> DATA TO USE:
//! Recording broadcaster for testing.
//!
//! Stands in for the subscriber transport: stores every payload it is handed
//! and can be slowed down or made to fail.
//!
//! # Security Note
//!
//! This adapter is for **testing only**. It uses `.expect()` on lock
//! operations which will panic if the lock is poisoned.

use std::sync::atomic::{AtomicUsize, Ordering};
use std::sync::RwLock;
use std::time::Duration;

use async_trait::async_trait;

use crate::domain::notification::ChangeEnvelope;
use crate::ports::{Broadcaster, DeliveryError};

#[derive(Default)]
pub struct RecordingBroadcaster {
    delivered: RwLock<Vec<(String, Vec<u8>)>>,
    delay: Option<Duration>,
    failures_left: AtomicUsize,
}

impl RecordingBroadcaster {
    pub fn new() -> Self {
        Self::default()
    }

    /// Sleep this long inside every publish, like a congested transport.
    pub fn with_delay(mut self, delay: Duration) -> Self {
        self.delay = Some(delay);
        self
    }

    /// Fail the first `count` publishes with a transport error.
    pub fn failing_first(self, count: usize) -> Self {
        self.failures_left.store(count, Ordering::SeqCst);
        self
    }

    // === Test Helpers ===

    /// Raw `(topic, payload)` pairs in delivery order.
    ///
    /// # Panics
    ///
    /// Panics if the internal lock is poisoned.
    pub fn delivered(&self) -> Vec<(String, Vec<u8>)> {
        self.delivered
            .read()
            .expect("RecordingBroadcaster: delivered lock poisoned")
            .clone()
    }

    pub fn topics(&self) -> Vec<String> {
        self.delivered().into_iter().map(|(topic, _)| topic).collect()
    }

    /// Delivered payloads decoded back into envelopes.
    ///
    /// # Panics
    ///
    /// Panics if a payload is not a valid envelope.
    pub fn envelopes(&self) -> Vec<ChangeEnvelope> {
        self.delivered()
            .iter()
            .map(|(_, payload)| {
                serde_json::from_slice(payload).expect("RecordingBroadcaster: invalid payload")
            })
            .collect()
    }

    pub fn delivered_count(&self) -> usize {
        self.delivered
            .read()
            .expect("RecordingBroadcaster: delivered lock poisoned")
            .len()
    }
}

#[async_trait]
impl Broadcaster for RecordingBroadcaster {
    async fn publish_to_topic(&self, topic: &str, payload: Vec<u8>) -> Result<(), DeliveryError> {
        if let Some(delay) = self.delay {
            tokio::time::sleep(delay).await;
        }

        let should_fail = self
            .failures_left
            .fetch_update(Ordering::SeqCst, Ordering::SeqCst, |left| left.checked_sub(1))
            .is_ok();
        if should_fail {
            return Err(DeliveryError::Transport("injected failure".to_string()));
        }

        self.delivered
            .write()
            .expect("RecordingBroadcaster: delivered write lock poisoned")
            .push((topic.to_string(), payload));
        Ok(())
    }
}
--
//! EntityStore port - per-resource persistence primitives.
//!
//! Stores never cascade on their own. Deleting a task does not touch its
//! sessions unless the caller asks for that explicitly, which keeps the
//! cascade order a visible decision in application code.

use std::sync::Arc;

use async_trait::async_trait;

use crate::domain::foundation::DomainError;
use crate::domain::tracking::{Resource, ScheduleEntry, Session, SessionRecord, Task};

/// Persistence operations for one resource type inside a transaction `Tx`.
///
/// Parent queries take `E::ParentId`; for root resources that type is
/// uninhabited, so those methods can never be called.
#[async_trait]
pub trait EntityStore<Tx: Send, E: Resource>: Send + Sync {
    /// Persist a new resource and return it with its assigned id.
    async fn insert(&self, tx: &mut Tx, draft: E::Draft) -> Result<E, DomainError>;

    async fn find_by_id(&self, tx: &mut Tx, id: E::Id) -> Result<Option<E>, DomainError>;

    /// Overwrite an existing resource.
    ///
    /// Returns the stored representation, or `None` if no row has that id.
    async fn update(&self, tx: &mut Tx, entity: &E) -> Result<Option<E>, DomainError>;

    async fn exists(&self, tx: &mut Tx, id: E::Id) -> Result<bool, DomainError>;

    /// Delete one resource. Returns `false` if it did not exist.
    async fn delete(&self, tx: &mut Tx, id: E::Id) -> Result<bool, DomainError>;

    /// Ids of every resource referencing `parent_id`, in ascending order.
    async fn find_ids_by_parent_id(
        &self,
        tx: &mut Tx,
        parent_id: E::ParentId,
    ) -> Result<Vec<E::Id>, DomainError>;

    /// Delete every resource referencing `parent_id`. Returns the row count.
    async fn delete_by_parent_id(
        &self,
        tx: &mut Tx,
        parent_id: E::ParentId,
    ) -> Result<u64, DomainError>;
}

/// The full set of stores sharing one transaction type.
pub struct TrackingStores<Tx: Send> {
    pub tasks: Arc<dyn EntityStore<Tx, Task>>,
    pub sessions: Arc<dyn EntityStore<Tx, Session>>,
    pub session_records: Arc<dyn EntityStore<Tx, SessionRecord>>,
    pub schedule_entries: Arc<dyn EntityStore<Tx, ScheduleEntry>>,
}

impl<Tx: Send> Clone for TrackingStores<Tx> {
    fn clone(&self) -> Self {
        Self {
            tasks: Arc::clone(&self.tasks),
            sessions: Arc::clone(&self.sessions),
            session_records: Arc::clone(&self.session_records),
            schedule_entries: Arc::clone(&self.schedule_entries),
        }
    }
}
...
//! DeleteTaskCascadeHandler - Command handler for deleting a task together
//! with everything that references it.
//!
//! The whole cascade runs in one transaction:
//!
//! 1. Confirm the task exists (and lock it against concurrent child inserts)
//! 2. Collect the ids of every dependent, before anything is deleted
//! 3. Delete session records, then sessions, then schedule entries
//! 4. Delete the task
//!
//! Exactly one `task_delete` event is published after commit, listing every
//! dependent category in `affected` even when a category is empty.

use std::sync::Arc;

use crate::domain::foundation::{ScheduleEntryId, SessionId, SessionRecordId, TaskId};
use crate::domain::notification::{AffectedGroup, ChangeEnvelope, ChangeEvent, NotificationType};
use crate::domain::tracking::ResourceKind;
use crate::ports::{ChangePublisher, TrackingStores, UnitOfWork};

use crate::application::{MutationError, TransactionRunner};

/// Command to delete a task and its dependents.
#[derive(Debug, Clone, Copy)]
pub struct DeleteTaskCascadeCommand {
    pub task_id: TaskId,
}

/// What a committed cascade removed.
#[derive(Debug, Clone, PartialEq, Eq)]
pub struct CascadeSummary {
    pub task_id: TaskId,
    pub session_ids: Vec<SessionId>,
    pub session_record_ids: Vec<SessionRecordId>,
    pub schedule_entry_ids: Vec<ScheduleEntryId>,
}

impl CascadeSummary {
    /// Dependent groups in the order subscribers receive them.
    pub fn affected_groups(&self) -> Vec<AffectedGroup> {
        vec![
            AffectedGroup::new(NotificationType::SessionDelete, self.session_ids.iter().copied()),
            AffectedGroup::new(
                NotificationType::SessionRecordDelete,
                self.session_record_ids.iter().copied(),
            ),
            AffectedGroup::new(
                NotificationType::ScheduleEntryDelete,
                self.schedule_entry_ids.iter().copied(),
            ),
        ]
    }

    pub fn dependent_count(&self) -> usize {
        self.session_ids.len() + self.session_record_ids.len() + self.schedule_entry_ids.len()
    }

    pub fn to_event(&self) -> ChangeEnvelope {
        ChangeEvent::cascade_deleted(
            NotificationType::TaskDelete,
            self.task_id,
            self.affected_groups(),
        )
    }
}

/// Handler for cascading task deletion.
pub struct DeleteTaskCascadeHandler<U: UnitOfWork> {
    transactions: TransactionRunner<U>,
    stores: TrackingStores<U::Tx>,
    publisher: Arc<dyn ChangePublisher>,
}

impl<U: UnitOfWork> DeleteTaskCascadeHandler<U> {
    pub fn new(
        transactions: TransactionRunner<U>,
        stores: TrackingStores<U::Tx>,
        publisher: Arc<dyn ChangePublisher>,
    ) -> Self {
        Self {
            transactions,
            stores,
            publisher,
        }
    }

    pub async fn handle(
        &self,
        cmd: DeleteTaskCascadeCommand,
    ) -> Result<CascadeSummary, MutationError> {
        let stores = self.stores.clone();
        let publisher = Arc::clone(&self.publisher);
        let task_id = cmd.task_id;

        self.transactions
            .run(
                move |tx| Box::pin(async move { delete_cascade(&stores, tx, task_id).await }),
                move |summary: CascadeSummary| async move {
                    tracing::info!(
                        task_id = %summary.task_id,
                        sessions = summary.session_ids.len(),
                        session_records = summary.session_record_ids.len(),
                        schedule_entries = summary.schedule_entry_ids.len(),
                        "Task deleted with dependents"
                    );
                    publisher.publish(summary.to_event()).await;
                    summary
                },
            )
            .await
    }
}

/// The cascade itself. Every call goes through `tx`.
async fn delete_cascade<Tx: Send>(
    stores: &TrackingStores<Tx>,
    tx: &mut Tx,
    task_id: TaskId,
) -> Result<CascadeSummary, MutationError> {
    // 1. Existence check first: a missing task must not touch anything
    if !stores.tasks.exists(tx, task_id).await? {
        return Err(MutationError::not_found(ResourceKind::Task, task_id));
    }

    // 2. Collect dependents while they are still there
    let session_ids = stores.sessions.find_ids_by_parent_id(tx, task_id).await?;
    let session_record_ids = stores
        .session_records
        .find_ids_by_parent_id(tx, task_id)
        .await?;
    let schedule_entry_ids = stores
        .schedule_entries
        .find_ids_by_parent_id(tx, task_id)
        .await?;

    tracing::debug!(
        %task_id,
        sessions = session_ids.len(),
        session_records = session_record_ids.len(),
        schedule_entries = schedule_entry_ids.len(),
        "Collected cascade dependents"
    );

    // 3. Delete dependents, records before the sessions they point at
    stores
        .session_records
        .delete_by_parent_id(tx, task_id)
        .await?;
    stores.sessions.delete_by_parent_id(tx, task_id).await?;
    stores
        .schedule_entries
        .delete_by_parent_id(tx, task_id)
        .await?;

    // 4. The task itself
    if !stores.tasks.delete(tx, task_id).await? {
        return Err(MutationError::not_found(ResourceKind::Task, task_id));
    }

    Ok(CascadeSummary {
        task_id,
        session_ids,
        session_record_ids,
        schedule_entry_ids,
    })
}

> EXERCISE BRIEF:
Each line that contains "they" is to be copied from the listing above.

> OUTPUT OF THE TASK:
    // 2. Collect dependents while they are still there
    // 3. Delete dependents, records before the sessions they point at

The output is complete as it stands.